Identification of Novel Serological Autoantibodies in Takayasu Arteritis Patients Using HuProt Arrays

Abstract

AbstractTo identify novel autoantibodies of Takayasu arteritis (TAK) using HuProt array-based approach, a two-phase approach was adopted. In Phase I, serum samples collected from 40 TAK patients, 15 autoimmune disease patients, and 20 healthy subjects were screened to identify TAK-specific autoantibodies using human protein (HuProt) arrays. In phase II, the identified candidate autoantibodies were validated with TAK-focused arrays using an additional cohort comprised of 109 TAK patients, 110 autoimmune disease patients, and 96 healthy subjects. Subsequently, the TAK-specific autoantibodies validated in phase II were further confirmed using western blot analysis.
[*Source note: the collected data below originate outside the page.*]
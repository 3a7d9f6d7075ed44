use crate::retry::RetryPolicy;
use anyhow::{Context, Result};
use serde::Deserialize;
use std::{
    fs,
    path::{Path, PathBuf},
    time::Duration,
};

const CONFIG_DIR: &str = "lynx";
const CONFIG_FILE: &str = "control-plane.toml";

#[derive(Debug, Clone, Deserialize)]
#[serde(default)]
pub struct ControlPlaneConfig {
    pub db_path: PathBuf,
    pub port: u16,
    pub owner: String,
    pub executor: ExecutorConfig,
    pub generator: GeneratorConfig,
    pub readiness: ReadinessConfig,
    pub worker: WorkerConfig,
}

impl Default for ControlPlaneConfig {
    fn default() -> Self {
        Self {
            db_path: PathBuf::from("./var/lynx-control-plane.db"),
            port: 8900,
            owner: "lynx-control-plane".to_string(),
            executor: ExecutorConfig::default(),
            generator: GeneratorConfig::default(),
            readiness: ReadinessConfig::default(),
            worker: WorkerConfig::default(),
        }
    }
}

#[derive(Debug, Clone, Deserialize)]
#[serde(default)]
pub struct ExecutorConfig {
    pub batch_size: usize,
    pub concurrency_limit: usize,
    pub delay_between_batches_ms: u64,
    pub idle_poll_ms: u64,
    pub max_retries: u32,
    pub backoff_base_ms: u64,
    pub backoff_max_ms: u64,
    pub task_timeout_ms: u64,
    /// Cancel in-flight tasks when the emergency stop flips mid-batch.
    pub preempt_on_stop: bool,
}

impl Default for ExecutorConfig {
    fn default() -> Self {
        Self {
            batch_size: 10,
            concurrency_limit: 3,
            delay_between_batches_ms: 1_000,
            idle_poll_ms: 500,
            max_retries: 3,
            backoff_base_ms: 1_000,
            backoff_max_ms: 0,
            task_timeout_ms: 30_000,
            preempt_on_stop: false,
        }
    }
}

impl ExecutorConfig {
    #[must_use]
    pub fn delay_between_batches(&self) -> Duration {
        Duration::from_millis(self.delay_between_batches_ms)
    }

    #[must_use]
    pub fn idle_poll(&self) -> Duration {
        Duration::from_millis(self.idle_poll_ms)
    }

    /// Zero `backoff_max_ms` or `task_timeout_ms` leaves that bound off.
    #[must_use]
    pub fn retry_policy(&self) -> RetryPolicy {
        RetryPolicy {
            max_retries: self.max_retries,
            base: Duration::from_millis(self.backoff_base_ms),
            max_delay: (self.backoff_max_ms > 0).then(|| Duration::from_millis(self.backoff_max_ms)),
            attempt_timeout: (self.task_timeout_ms > 0)
                .then(|| Duration::from_millis(self.task_timeout_ms)),
        }
    }
}

#[derive(Debug, Clone, Deserialize)]
#[serde(default)]
pub struct GeneratorConfig {
    pub tick_ms: u64,
    pub recovery_ms: u64,
    pub broadcast_ms: u64,
    pub history_len: usize,
    pub lifetime_attempt_ceiling: u32,
}

impl Default for GeneratorConfig {
    fn default() -> Self {
        Self {
            tick_ms: 2_000,
            recovery_ms: 30_000,
            broadcast_ms: 60_000,
            history_len: 100,
            lifetime_attempt_ceiling: 9,
        }
    }
}

#[derive(Debug, Clone, Deserialize)]
#[serde(default)]
pub struct ReadinessConfig {
    pub check_timeout_ms: u64,
    pub heartbeat_stale_ms: u64,
}

impl Default for ReadinessConfig {
    fn default() -> Self {
        Self { check_timeout_ms: 2_000, heartbeat_stale_ms: 30_000 }
    }
}

#[derive(Debug, Clone, Deserialize)]
#[serde(default)]
pub struct WorkerConfig {
    pub failure_rate: f64,
    pub min_duration_ms: u64,
    pub max_duration_ms: u64,
}

impl Default for WorkerConfig {
    fn default() -> Self {
        Self { failure_rate: 0.1, min_duration_ms: 200, max_duration_ms: 1_500 }
    }
}

impl ControlPlaneConfig {
    pub fn load(explicit: Option<&Path>) -> Result<Self> {
        let path = match explicit {
            Some(path) => Some(path.to_path_buf()),
            None => default_config_path().filter(|path| path.is_file()),
        };

        let Some(path) = path else {
            return Ok(Self::default());
        };

        let raw = fs::read_to_string(&path)
            .with_context(|| format!("failed to read config {}", path.display()))?;
        let config = Self::from_toml(&raw)
            .with_context(|| format!("failed to parse config {}", path.display()))?;
        Ok(config)
    }

    pub fn from_toml(raw: &str) -> Result<Self> {
        let config: Self = toml::from_str(raw)?;
        config.validate()?;
        Ok(config)
    }

    fn validate(&self) -> Result<()> {
        anyhow::ensure!(self.executor.concurrency_limit >= 1, "executor.concurrency_limit must be >= 1");
        anyhow::ensure!(self.executor.batch_size >= 1, "executor.batch_size must be >= 1");
        anyhow::ensure!(self.executor.max_retries >= 1, "executor.max_retries must be >= 1");
        anyhow::ensure!(self.generator.history_len >= 1, "generator.history_len must be >= 1");
        anyhow::ensure!(
            (0.0..=1.0).contains(&self.worker.failure_rate),
            "worker.failure_rate must be within 0.0..=1.0"
        );
        anyhow::ensure!(
            self.worker.min_duration_ms <= self.worker.max_duration_ms,
            "worker.min_duration_ms must not exceed worker.max_duration_ms"
        );
        Ok(())
    }
}

fn default_config_path() -> Option<PathBuf> {
    dirs::config_dir().map(|dir| dir.join(CONFIG_DIR).join(CONFIG_FILE))
}

#[cfg(test)]
mod tests {
    use super::*;

    #[test]
    fn empty_file_yields_defaults() {
        let config = ControlPlaneConfig::from_toml("").unwrap();
        assert_eq!(config.port, 8900);
        assert_eq!(config.executor.concurrency_limit, 3);
        assert_eq!(config.generator.history_len, 100);
        assert!(!config.executor.preempt_on_stop);
    }

    #[test]
    fn sections_override_individual_fields() {
        let config = ControlPlaneConfig::from_toml(
            r#"
            port = 9100

            [executor]
            concurrency_limit = 5
            preempt_on_stop = true

            [generator]
            tick_ms = 500
            "#,
        )
        .unwrap();

        assert_eq!(config.port, 9100);
        assert_eq!(config.executor.concurrency_limit, 5);
        assert_eq!(config.executor.batch_size, 10);
        assert!(config.executor.preempt_on_stop);
        assert_eq!(config.generator.tick_ms, 500);
        assert_eq!(config.generator.recovery_ms, 30_000);
    }

    #[test]
    fn zero_concurrency_is_rejected() {
        let err = ControlPlaneConfig::from_toml("[executor]\nconcurrency_limit = 0\n").unwrap_err();
        assert!(err.to_string().contains("concurrency_limit"));
    }

    #[test]
    fn executor_section_builds_the_retry_policy() {
        let config = ControlPlaneConfig::from_toml("[executor]\nmax_retries = 5\ntask_timeout_ms = 0\n").unwrap();
        let policy = config.executor.retry_policy();
        assert_eq!(policy.max_retries, 5);
        assert_eq!(policy.base, Duration::from_secs(1));
        assert_eq!(policy.attempt_timeout, None);
        assert_eq!(policy.max_delay, None);

        let capped = ControlPlaneConfig::from_toml("[executor]\nbackoff_max_ms = 5000\n").unwrap();
        assert_eq!(capped.executor.retry_policy().max_delay, Some(Duration::from_secs(5)));
    }
}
We identified and validated eight autoantibodies as potential TAK-specific diagnostic biomarkers, including anti-SPATA7, -QDPR, -SLC25A2, -PRH2, -DIXDC1, -IL17RB, -ZFAND4, and -NOLC1 antibodies, with AUC of 0.803, 0.801, 0.780, 0.696, 0.695, 0.678, 0.635, and 0.613, respectively. SPATA7 could distinguish TAK from healthy and disease controls with 73.4% sensitivity at 85.4% specificity, while QDPR showed 71.6% sensitivity at 86.4% specificity. SLC25A22 showed the highest sensitivity of 80.7%, but at lower specificity of 67.0%. In addition, PRH2, IL17RB, and NOLC1 showed good specificities of 88.3%, 85.9%, and 86.9%, respectively, but at lower sensitivities (<50%). Finally, DIXDC1 and ZFAND4 showed moderate performance as compared with the other autoantibodies. Using a decision tree model, we could reach a specificity of 94.2% with AUC of 0.843, a significantly improved performance as compared with that by each individual biomarker. The performances of three autoantibodies, namely anti-SPATA7, -QDPR, and -PRH2, were successfully confirmed with western blot analysis. Using this two-phase strategy, we identified and validated eight novel autoantibodies as TAK–specific biomarker candidates, three of which could be readily adopted in a clinical setting.